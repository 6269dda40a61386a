//! Dynamic row records and cell value helpers.
//!
//! Rows are schemaless JSON objects: the engine never assumes a fixed
//! struct because the host supplies arbitrary datasets. Cell-level
//! coercion helpers live here so filtering, sorting, and export all
//! agree on how a value becomes a string or a number.

use serde::{Deserialize, Serialize};
use serde_json::{Map, Value};

/// A single data row: an ordered map of field name to JSON value.
#[derive(Debug, Clone, Default, PartialEq, Serialize, Deserialize)]
#[serde(transparent)]
pub struct Row(pub Map<String, Value>);

impl Row {
    /// Create an empty row.
    pub fn new() -> Self {
        Self(Map::new())
    }

    /// Look up a field by name.
    pub fn get(&self, field: &str) -> Option<&Value> {
        self.0.get(field)
    }

    /// Insert a field, returning the previous value if any.
    pub fn insert(&mut self, field: impl Into<String>, value: Value) -> Option<Value> {
        self.0.insert(field.into(), value)
    }

    /// Number of fields in the row.
    pub fn len(&self) -> usize {
        self.0.len()
    }

    /// Whether the row has no fields.
    pub fn is_empty(&self) -> bool {
        self.0.is_empty()
    }

    /// Build a row from any JSON value.
    ///
    /// Non-object values yield an empty row; the engine treats malformed
    /// input rows as "no fields" rather than failing a whole dataset.
    pub fn from_value(value: Value) -> Self {
        match value {
            Value::Object(map) => Self(map),
            _ => Self::new(),
        }
    }
}

impl From<Map<String, Value>> for Row {
    fn from(map: Map<String, Value>) -> Self {
        Self(map)
    }
}

/// Render a cell value the way the grid displays it.
///
/// Strings render without quotes, null as the empty string, everything
/// else via its JSON form.
pub fn value_display(value: &Value) -> String {
    match value {
        Value::Null => String::new(),
        Value::String(s) => s.clone(),
        other => other.to_string(),
    }
}

/// Coerce a cell value to a number, accepting numeric strings.
pub fn value_to_f64(value: &Value) -> Option<f64> {
    match value {
        Value::Number(n) => n.as_f64(),
        Value::String(s) => s.trim().parse::<f64>().ok(),
        Value::Bool(b) => Some(if *b { 1.0 } else { 0.0 }),
        _ => None,
    }
}

/// Whether a cell value counts as empty for `isEmpty`/`isNotEmpty`.
///
/// Null and the empty (or whitespace-only) string are empty; `false`
/// and `0` are not.
pub fn value_is_empty(value: &Value) -> bool {
    match value {
        Value::Null => true,
        Value::String(s) => s.trim().is_empty(),
        _ => false,
    }
}

#[cfg(test)]
mod tests {
    use super::*;
    use serde_json::json;

    #[test]
    fn from_value_ignores_non_objects() {
        assert!(Row::from_value(json!([1, 2, 3])).is_empty());
        assert_eq!(Row::from_value(json!({"a": 1})).get("a"), Some(&json!(1)));
    }

    #[test]
    fn numeric_strings_coerce() {
        assert_eq!(value_to_f64(&json!("42.5")), Some(42.5));
        assert_eq!(value_to_f64(&json!(" 7 ")), Some(7.0));
        assert_eq!(value_to_f64(&json!("abc")), None);
    }

    #[test]
    fn emptiness_rules() {
        assert!(value_is_empty(&Value::Null));
        assert!(value_is_empty(&json!("  ")));
        assert!(!value_is_empty(&json!(0)));
        assert!(!value_is_empty(&json!(false)));
    }
}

• Exercise goal: For the listing above, print only the lines starting at the line containing "pub fn value_to_f64(value: &Value)" and ending at the line containing "Null and the", exactly, both included.

• Written solution:
pub fn value_to_f64(value: &Value) -> Option<f64> {
    match value {
        Value::Number(n) => n.as_f64(),
        Value::String(s) => s.trim().parse::<f64>().ok(),
        Value::Bool(b) => Some(if *b { 1.0 } else { 0.0 }),
        _ => None,
    }
}

/// Whether a cell value counts as empty for `isEmpty`/`isNotEmpty`.
///
/// Null and the empty (or whitespace-only) string are empty; `false`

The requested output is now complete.